What would it be like if I had been born Alice? I have not, even yet, learned to love my name, which is not Alice. Mine, Thérèse, is a name that one cannot love unless one speaks with a French accent and is open to the possibility of revenge.

If I had been born with a wide open, sunny name like Alice, or a quiet, generous name like Mary, or a fierce, untamed name like Barbara, what conversations would I have had with myself on evenings late in summer when there is only enough light left in the sky to mark the boundaries you are losing? Had I lived on a sensible city street in a town big enough to include the number 36 instead of an avenue with the romantic lake-country sound of Valley View, what self would have accompanied me when I washed my hands or stood long at the window so that the familiar world once again looked familiar?

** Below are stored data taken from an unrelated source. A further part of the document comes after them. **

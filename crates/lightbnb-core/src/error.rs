//! # Error Types
//!
//! Domain-specific error types for lightbnb-core.
//!
//! ## Error Hierarchy
//! ```text
//! ┌─────────────────────────────────────────────────────────────────────────┐
//! │                         Error Types                                     │
//! │                                                                         │
//! │  lightbnb-core errors (this file)                                      │
//! │  ├── CoreError        - General domain errors                          │
//! │  └── ValidationError  - Input validation failures                      │
//! │                                                                         │
//! │  lightbnb-db errors (separate crate)                                   │
//! │  └── DbError          - Database operation failures                    │
//! │                                                                         │
//! │  Flow: ValidationError → DbError → web application                     │
//! └─────────────────────────────────────────────────────────────────────────┘
//! ```

use thiserror::Error;

/// Domain errors that are not tied to a single input field.
#[derive(Debug, Error)]
pub enum CoreError {
    /// A price could not be expressed in minor units.
    ///
    /// ## When This Occurs
    /// - NaN or infinite input
    /// - Value too large for an `i64` number of cents
    #[error("Invalid price: {0}")]
    InvalidPrice(String),

    /// Validation error (wraps ValidationError).
    #[error("Validation error: {0}")]
    Validation(#[from] ValidationError),
}

/// Input validation errors.
///
/// Raised before any statement reaches the database.
#[derive(Debug, Error)]
pub enum ValidationError {
    /// A required field is missing or empty.
    #[error("{field} is required")]
    Required { field: String },

    /// Field value is too long.
    #[error("{field} must be at most {max} characters")]
    TooLong { field: String, max: usize },

    /// Numeric value is out of range.
    #[error("{field} must be between {min} and {max}")]
    OutOfRange { field: String, min: i64, max: i64 },

    /// Value must be positive.
    #[error("{field} must be positive")]
    MustBePositive { field: String },

    /// Value must not be negative.
    #[error("{field} must not be negative")]
    MustNotBeNegative { field: String },

    /// Invalid format (e.g., malformed email).
    #[error("{field} has invalid format: {reason}")]
    InvalidFormat { field: String, reason: String },

    /// Two fields contradict each other (e.g., end date before start date).
    #[error("{field} {reason}")]
    Inconsistent { field: String, reason: String },
}

/// Convenience type alias for Results with CoreError.
pub type CoreResult<T> = Result<T, CoreError>;

#[cfg(test)]
mod tests {
    use super::*;

    #[test]
    fn test_validation_error_messages() {
        let err = ValidationError::Required {
            field: "email".to_string(),
        };
        assert_eq!(err.to_string(), "email is required");

        let err = ValidationError::OutOfRange {
            field: "rating".to_string(),
            min: 1,
            max: 5,
        };
        assert_eq!(err.to_string(), "rating must be between 1 and 5");
    }

    #[test]
    fn test_validation_converts_to_core_error() {
        let validation_err = ValidationError::MustBePositive {
            field: "owner_id".to_string(),
        };
        let core_err: CoreError = validation_err.into();
        assert!(matches!(core_err, CoreError::Validation(_)));
    }
}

My given name has waved from me like a little ribbon all these years! I hardly think of it belonging to me. I've chosen instead the symmetry of the 5 letters beside the 5 letters, all angles and blocks of the other name I have adopted. Not my real name, because that was reserved for ceremony, or anger, or the Catholic correctness of Sister Josepha Thérèse, its two accent aigu and accent grave cast over the twin eyes of the internal e's like two French eyebrows raised in surprise or question. My name, formal, unpronounceable, troubled and erotic like the heroine in a 19th century novel, has been there 49 years, another self walking slowly toward me from the other end of my life. Sometimes I've caught a glimpse of her far ahead where the path bends into sight. Sometimes she vanishes and I hear of her only as a voice calling me in the middle of the day, say when I'm about to explain the several uses of the semicolon, or shift gears at an intersection, or select nectarines in the fluorescent aisles of the grocery. A voice, sharp with disappointment or impatience, pronouncing my given, unpronounceable name like someone calling a child back from play. The name I have almost forgotten I own, except that it appears on my checks and credit cards and on the telephone when someone who's found me on a list hopes I will contribute to their cause.

I have never let that name near anything I loved.

I suspect it is she, Thérèse, knitting in the corner of my room the names for the things I haven't done, like a list of aristocrats destined for the guillotine. She lies beside me, a murderous lover, twisting a knife inside my heart till I confess how small and jealous my love can be. She stands like a saint, her head veiled, her eyes full of roses, her arms lifted to heaven, while I am here still, obedient to gravity and hunger, unable to lift my foot even onto the first rung of the ladder.